09 Setembro 2009

Estratégias de investigação sociológica

A realização de uma pesquisa empírica em Sociologia implica sempre o accionamento de procedimentos teórico-metodológicos de observação do real: estruturação de uma estratégia de investigação. Esta irá depender, em grande parte, dos objectos concretos da pesquisa, bem como da sua origem.
Com efeito, alguns objectos de investigação sugerem a utilização de métodos e técnicas de carácter mais quantitativo (quando o universo em estudo é muito vasto), enquanto que outros objectos de pesquisa permitem uma análise mais intensiva. Deste modo, as estratégias de investigação sociológica podem designara-se por: extensiva, intensiva e investigação-acção.
A lógica extensiva é caracterizada pelo uso dominante de técnicas quantitativas. A sua principal vantagem é o facto de permitir o conhecimento em extensão de fenómenos.
A segunda estratégia (intensiva) analisa em profundidade as características, opiniões, uma problemática relativa a uma população determinada, segundo vários ângulos e pontos de vista. Nesta segunda estratégia, privilegia-se a abordagem directa das pessoas nos seus próprios contextos de interacção. Nesta lógica de pesquisa tendem a ser usadas técnicas não só qualitativas, como também quantitativas ou extensivas. Porém, a lógica multilateral e intensiva do objecto de pesquisa definido é sempre dominante.
A última estratégia denomina-se investigação-acção e consiste na intervenção directa dos cientistas, que são chamados a participar em projectos de intervenção. Os objectivos de aplicação mais directa dos conhecimentos produzidos tornam esta lógica específica.

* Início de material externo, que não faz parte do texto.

//! The tuning tracker: one row per tunable rule / population group / condition.
//!
//! Rows are read once, filtered to tunable rows, sorted, and then annotated
//! in place by the pipeline stages. Result fields start unset (`None`) and
//! are normalised to zero only at the very end of a run.

use crate::{
    columns,
    config::VariantConfig,
    error::{TuningError, TuningResult},
    loader::{cell, RawRow, RawTable},
    predicate::{Operator, ThresholdCondition},
};
use serde::Serialize;

// ── Result fields ────────────────────────────────────────────────────────────

#[derive(Debug, Clone, Default, PartialEq, Serialize)]
pub struct TrackerMetrics {
    pub date_range: Option<String>,

    pub num_alerts_extracted: Option<u64>,
    pub num_alerts_sampled: Option<u64>,
    pub sars_filed: Option<u64>,
    pub interesting_alerts: Option<u64>,
    pub not_interesting_alerts: Option<u64>,
    pub data_quality_alerts: Option<u64>,

    pub prop_sars_filed: Option<u64>,
    pub prop_interesting_alerts: Option<u64>,
    pub prop_not_interesting_alerts: Option<u64>,

    pub min_val: Option<f64>,
    pub max_val: Option<f64>,

    pub alert_count: Option<u64>,
    pub proposed_alert_count: Option<u64>,

    pub effectiveness: Option<f64>,
    pub sar_yield: Option<f64>,
    pub prop_effectiveness: Option<f64>,
    pub prop_sar_yield: Option<f64>,
    pub not_interesting_alert_reduction: Option<f64>,
    pub proposed_alert_reduction: Option<f64>,

    pub net_effectiveness: Option<f64>,
    pub net_sar_yield: Option<f64>,
    pub net_not_interesting_alert_reduction: Option<f64>,
}

impl TrackerMetrics {
    /// Replace every unset numeric field with zero.
    pub fn fill_unset_with_zero(&mut self) {
        for count in [
            &mut self.num_alerts_extracted,
            &mut self.num_alerts_sampled,
            &mut self.sars_filed,
            &mut self.interesting_alerts,
            &mut self.not_interesting_alerts,
            &mut self.data_quality_alerts,
            &mut self.prop_sars_filed,
            &mut self.prop_interesting_alerts,
            &mut self.prop_not_interesting_alerts,
            &mut self.alert_count,
            &mut self.proposed_alert_count,
        ] {
            count.get_or_insert(0);
        }
        for value in [
            &mut self.min_val,
            &mut self.max_val,
            &mut self.effectiveness,
            &mut self.sar_yield,
            &mut self.prop_effectiveness,
            &mut self.prop_sar_yield,
            &mut self.not_interesting_alert_reduction,
            &mut self.proposed_alert_reduction,
            &mut self.net_effectiveness,
            &mut self.net_sar_yield,
            &mut self.net_not_interesting_alert_reduction,
        ] {
            value.get_or_insert(0.0);
        }
    }

    /// Text rendering of a result column; `None` for unknown columns.
    pub fn column_value(&self, column: &str) -> Option<CellValue> {
        let count = |v: Option<u64>| CellValue::from_count(v);
        let ratio = |v: Option<f64>| CellValue::from_ratio(v);
        let value = match column {
            columns::DATE_RANGE => CellValue::Text(self.date_range.clone().unwrap_or_default()),
            columns::NUM_ALERTS_EXTRACTED => count(self.num_alerts_extracted),
            columns::NUM_ALERTS_SAMPLED => count(self.num_alerts_sampled),
            columns::SARS_FILED => count(self.sars_filed),
            columns::INTERESTING_ALERTS => count(self.interesting_alerts),
            columns::NOT_INTERESTING_ALERTS => count(self.not_interesting_alerts),
            columns::DATA_QUALITY_ALERTS => count(self.data_quality_alerts),
            columns::PROP_SARS_FILED => count(self.prop_sars_filed),
            columns::PROP_INTERESTING_ALERTS => count(self.prop_interesting_alerts),
            columns::PROP_NOT_INTERESTING_ALERTS => count(self.prop_not_interesting_alerts),
            columns::MIN_VAL => ratio(self.min_val),
            columns::MAX_VAL => ratio(self.max_val),
            columns::ALERT_COUNT => count(self.alert_count),
            columns::PROPOSED_ALERT_COUNT => count(self.proposed_alert_count),
            columns::EFFECTIVENESS => ratio(self.effectiveness),
            columns::SAR_YIELD => ratio(self.sar_yield),
            columns::PROP_EFFECTIVENESS => ratio(self.prop_effectiveness),
            columns::PROP_SAR_YIELD => ratio(self.prop_sar_yield),
            columns::NOT_INTERESTING_ALERT_REDUCTION => ratio(self.not_interesting_alert_reduction),
            columns::PROPOSED_ALERT_REDUCTION => ratio(self.proposed_alert_reduction),
            columns::NET_EFFECTIVENESS => ratio(self.net_effectiveness),
            columns::NET_SAR_YIELD => ratio(self.net_sar_yield),
            columns::NET_NOT_INTERESTING_ALERT_REDUCTION => {
                ratio(self.net_not_interesting_alert_reduction)
            }
            _ => return None,
        };
        Some(value)
    }
}

/// One output cell.
#[derive(Debug, Clone, PartialEq, Serialize)]
#[serde(untagged)]
pub enum CellValue {
    Text(String),
    Number(f64),
    Empty,
}

impl CellValue {
    fn from_count(v: Option<u64>) -> Self {
        v.map(|n| CellValue::Number(n as f64)).unwrap_or(CellValue::Empty)
    }

    fn from_ratio(v: Option<f64>) -> Self {
        v.map(CellValue::Number).unwrap_or(CellValue::Empty)
    }
}

// ── Tracker row ──────────────────────────────────────────────────────────────

#[derive(Debug, Clone)]
pub struct TrackerRow {
    pub rule_id: String,
    pub population_group: String,
    /// Raw "Parameter Type" text; may be overridden by a fixed field.
    pub parameter_type: String,
    /// Raw "Operator" text, parsed when the row's condition is built.
    pub operator: String,
    pub threshold: f64,
    pub is_tunable: String,
    /// All input columns, untouched.
    pub passthrough: RawRow,
    pub metrics: TrackerMetrics,
}

impl TrackerRow {
    pub fn new(
        rule_id: &str,
        population_group: &str,
        parameter_type: &str,
        operator: &str,
        threshold: f64,
    ) -> Self {
        let passthrough: RawRow = [
            (columns::RULE_ID, rule_id.to_string()),
            (columns::POPULATION_GROUP, population_group.to_string()),
            (columns::PARAMETER_TYPE, parameter_type.to_string()),
            (columns::OPERATOR, operator.to_string()),
            (columns::RECOMMENDED_THRESHOLD, threshold.to_string()),
            (columns::IS_TUNABLE, columns::TUNABLE_YES.to_string()),
        ]
        .into_iter()
        .map(|(k, v)| (k.to_string(), v))
        .collect();
        Self {
            rule_id: rule_id.to_string(),
            population_group: population_group.to_string(),
            parameter_type: parameter_type.to_string(),
            operator: operator.to_string(),
            threshold,
            is_tunable: columns::TUNABLE_YES.to_string(),
            passthrough,
            metrics: TrackerMetrics::default(),
        }
    }

    fn from_raw(row: &RawRow) -> TuningResult<Self> {
        let rule_id = cell(row, columns::RULE_ID).to_string();
        let population_group = cell(row, columns::POPULATION_GROUP).to_string();
        let raw_threshold = cell(row, columns::RECOMMENDED_THRESHOLD);
        let threshold = raw_threshold
            .trim()
            .parse::<f64>()
            .ok()
            .filter(|t| !t.is_nan())
            .ok_or_else(|| TuningError::InvalidThreshold {
                rule_id: rule_id.clone(),
                population_group: population_group.clone(),
                value: raw_threshold.to_string(),
            })?;

        Ok(Self {
            rule_id,
            population_group,
            parameter_type: cell(row, columns::PARAMETER_TYPE).to_string(),
            operator: cell(row, columns::OPERATOR).to_string(),
            threshold,
            is_tunable: cell(row, columns::IS_TUNABLE).to_string(),
            passthrough: row.clone(),
            metrics: TrackerMetrics::default(),
        })
    }

    /// Name of the alert column this row's threshold applies to.
    pub fn parameter_field<'a>(&'a self, variant: &'a VariantConfig) -> &'a str {
        variant.parameter_source.field_for(&self.parameter_type)
    }

    /// Parse this row's condition. Fails on an unknown operator.
    pub fn condition(&self, variant: &VariantConfig) -> TuningResult<ThresholdCondition> {
        let operator: Operator = self.operator.parse()?;
        Ok(ThresholdCondition::new(
            self.parameter_field(variant),
            operator,
            self.threshold,
        ))
    }
}

// ── Tracker table ────────────────────────────────────────────────────────────

#[derive(Debug, Clone, Default)]
pub struct TrackerTable {
    /// Input headers in input order; result columns are appended on output.
    pub input_columns: Vec<String>,
    pub rows: Vec<TrackerRow>,
}

impl TrackerTable {
    pub fn new(rows: Vec<TrackerRow>) -> Self {
        Self {
            input_columns: [
                columns::RULE_ID,
                columns::POPULATION_GROUP,
                columns::PARAMETER_TYPE,
                columns::OPERATOR,
                columns::RECOMMENDED_THRESHOLD,
                columns::IS_TUNABLE,
            ]
            .iter()
            .map(|c| c.to_string())
            .collect(),
            rows,
        }
    }

    /// Keep tunable rows only, stable-sorted by Rule ID then Population Group.
    ///
    /// Non-tunable rows are dropped before thresholds are parsed, so their
    /// threshold cells may hold anything.
    pub fn from_raw(raw: &RawTable) -> TuningResult<Self> {
        raw.require_columns(&[
            columns::RULE_ID,
            columns::POPULATION_GROUP,
            columns::OPERATOR,
            columns::RECOMMENDED_THRESHOLD,
            columns::IS_TUNABLE,
        ])?;

        let mut rows = raw
            .rows
            .iter()
            .filter(|row| cell(row, columns::IS_TUNABLE) == columns::TUNABLE_YES)
            .map(TrackerRow::from_raw)
            .collect::<TuningResult<Vec<_>>>()?;

        rows.sort_by(|a, b| {
            a.rule_id
                .cmp(&b.rule_id)
                .then_with(|| a.population_group.cmp(&b.population_group))
        });

        log::info!(
            "Tracker '{}': {} of {} rows tunable",
            raw.name,
            rows.len(),
            raw.rows.len()
        );

        Ok(Self {
            input_columns: raw.columns.clone(),
            rows,
        })
    }

    pub fn len(&self) -> usize {
        self.rows.len()
    }

    pub fn is_empty(&self) -> bool {
        self.rows.is_empty()
    }

    /// Output header: input columns, then the variant's result columns.
    pub fn output_columns(&self, variant: &VariantConfig) -> Vec<String> {
        let mut header = self.input_columns.clone();
        for column in variant.result_columns() {
            if !header.iter().any(|c| c == column) {
                header.push(column.to_string());
            }
        }
        header
    }

    /// Render the annotated tracker as a header plus rows of cells.
    pub fn to_output(&self, variant: &VariantConfig) -> OutputTable {
        let columns = self.output_columns(variant);
        let rows = self
            .rows
            .iter()
            .map(|row| {
                columns
                    .iter()
                    .map(|column| {
                        let is_result = variant.result_columns().contains(&column.as_str());
                        if is_result {
                            row.metrics.column_value(column).unwrap_or(CellValue::Empty)
                        } else {
                            CellValue::Text(cell(&row.passthrough, column).to_string())
                        }
                    })
                    .collect()
            })
            .collect();
        OutputTable { columns, rows }
    }
}

/// The enriched tracker, ready for an external writer.
#[derive(Debug, Clone, PartialEq, Serialize)]
pub struct OutputTable {
    pub columns: Vec<String>,
    pub rows: Vec<Vec<CellValue>>,
}

impl OutputTable {
    /// One row as a JSON object keyed by header.
    pub fn row_json(&self, index: usize) -> Option<serde_json::Value> {
        let row = self.rows.get(index)?;
        let map = self
            .columns
            .iter()
            .zip(row)
            .map(|(k, v)| {
                let value = match v {
                    CellValue::Text(s) => serde_json::Value::from(s.as_str()),
                    CellValue::Number(n) => serde_json::Value::from(*n),
                    CellValue::Empty => serde_json::Value::Null,
                };
                (k.clone(), value)
            })
            .collect::<serde_json::Map<_, _>>();
        Some(serde_json::Value::Object(map))
    }

    /// Value of `column` in row `index`.
    pub fn cell(&self, index: usize, column: &str) -> Option<&CellValue> {
        let position = self.columns.iter().position(|c| c == column)?;
        self.rows.get(index)?.get(position)
    }
}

Fases da pesquisa sociológica
O processo de investigação envolve um conjunto de etapas desde o momento em que o investigador inicia o processo de pesquisa até que os resultados obtidos assumem uma forma de escrita. Apesar da pesquisa empírica poder obedecer a diferentes estratégias, as suas etapas seguem um modelo padrão:
· 1ª etapa: definição de um problema ou de uma questão de partida (pergunta de partida);
· 2ª etapa: estudo exploratório (recolha de informações sobre o tema);
· 3º etapa: definição da problemática, das hipóteses de trabalho e construção de um modelo de análise (deve recorrer-se à produção teórica já existente sobre o tema, de modo a definir os conceitos que a ele estão associados e estabelecer as relações entre eles);
· 4ª etapa: selecção e aplicação dos instrumentos de observação e recolha de informações (definição das técnicas a usar, em função dos objectivos da investigação);
· 5ª etapa: análise da informação e conclusões (processo de verificação empírica, isto é, análise dos dados e conclusões do estudo).